━━━━━ Source material ━━━━━
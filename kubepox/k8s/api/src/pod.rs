use crate::labels::Labels;
use k8s_openapi::api::core::v1 as corev1;
use serde::Serialize;

/// The namespace assumed for resources that do not set one.
pub const DEFAULT_NAMESPACE: &str = "default";

/// The parts of a pod that network policies select on.
#[derive(Clone, Debug, PartialEq, Eq, Serialize)]
pub struct Pod {
    pub name: String,
    pub namespace: String,
    pub labels: Labels,
}

// === impl Pod ===

impl Pod {
    pub fn new(namespace: impl Into<String>, name: impl Into<String>, labels: Labels) -> Self {
        Self {
            name: name.into(),
            namespace: namespace.into(),
            labels,
        }
    }
}

impl From<corev1::Pod> for Pod {
    fn from(pod: corev1::Pod) -> Self {
        let meta = pod.metadata;
        Self {
            name: meta.name.unwrap_or_default(),
            namespace: meta.namespace.unwrap_or_else(default_namespace),
            labels: meta.labels.into(),
        }
    }
}

pub(crate) fn default_namespace() -> String {
    DEFAULT_NAMESPACE.to_string()
}

#[cfg(test)]
mod tests {
    use super::*;

    #[test]
    fn from_k8s() {
        let pod = serde_json::from_value::<corev1::Pod>(serde_json::json!({
            "apiVersion": "v1",
            "kind": "Pod",
            "metadata": {
                "name": "frontend",
                "namespace": "demo",
                "labels": { "role": "WebFrontend" }
            },
            "spec": {
                "containers": [{ "name": "redismaster", "image": "redis" }]
            }
        }))
        .unwrap();

        assert_eq!(
            Pod::from(pod),
            Pod::new(
                "demo",
                "frontend",
                maplit::btreemap! { "role".to_string() => "WebFrontend".to_string() }.into(),
            )
        );
    }

    #[test]
    fn namespace_defaults() {
        let pod = corev1::Pod {
            metadata: k8s_openapi::apimachinery::pkg::apis::meta::v1::ObjectMeta {
                name: Some("unlabeled".to_string()),
                ..Default::default()
            },
            ..Default::default()
        };

        let pod = Pod::from(pod);
        assert_eq!(pod.namespace, DEFAULT_NAMESPACE);
        assert!(pod.labels.as_ref().is_empty());
    }
}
━━━━━
Above are the entries; give them back verbatim.

filename kubepox/k8s/api/src/pod.rs
use crate::labels::Labels;
use k8s_openapi::api::core::v1 as corev1;
use serde::Serialize;

/// The namespace assumed for resources that do not set one.
pub const DEFAULT_NAMESPACE: &str = "default";

/// The parts of a pod that network policies select on.
#[derive(Clone, Debug, PartialEq, Eq, Serialize)]
pub struct Pod {
    pub name: String,
    pub namespace: String,
    pub labels: Labels,
}

// === impl Pod ===

impl Pod {
    pub fn new(namespace: impl Into<String>, name: impl Into<String>, labels: Labels) -> Self {
        Self {
            name: name.into(),
            namespace: namespace.into(),
            labels,
        }
    }
}

impl From<corev1::Pod> for Pod {
    fn from(pod: corev1::Pod) -> Self {
        let meta = pod.metadata;
        Self {
            name: meta.name.unwrap_or_default(),
            namespace: meta.namespace.unwrap_or_else(default_namespace),
            labels: meta.labels.into(),
        }
    }
}

pub(crate) fn default_namespace() -> String {
    DEFAULT_NAMESPACE.to_string()
}

#[cfg(test)]
mod tests {
    use super::*;

    #[test]
    fn from_k8s() {
        let pod = serde_json::from_value::<corev1::Pod>(serde_json::json!({
            "apiVersion": "v1",
            "kind": "Pod",
            "metadata": {
                "name": "frontend",
                "namespace": "demo",
                "labels": { "role": "WebFrontend" }
            },
            "spec": {
                "containers": [{ "name": "redismaster", "image": "redis" }]
            }
        }))
        .unwrap();

        assert_eq!(
            Pod::from(pod),
            Pod::new(
                "demo",
                "frontend",
                maplit::btreemap! { "role".to_string() => "WebFrontend".to_string() }.into(),
            )
        );
    }

    #[test]
    fn namespace_defaults() {
        let pod = corev1::Pod {
            metadata: k8s_openapi::apimachinery::pkg::apis::meta::v1::ObjectMeta {
                name: Some("unlabeled".to_string()),
                ..Default::default()
            },
            ..Default::default()
        };

        let pod = Pod::from(pod);
        assert_eq!(pod.namespace, DEFAULT_NAMESPACE);
        assert!(pod.labels.as_ref().is_empty());
    }
}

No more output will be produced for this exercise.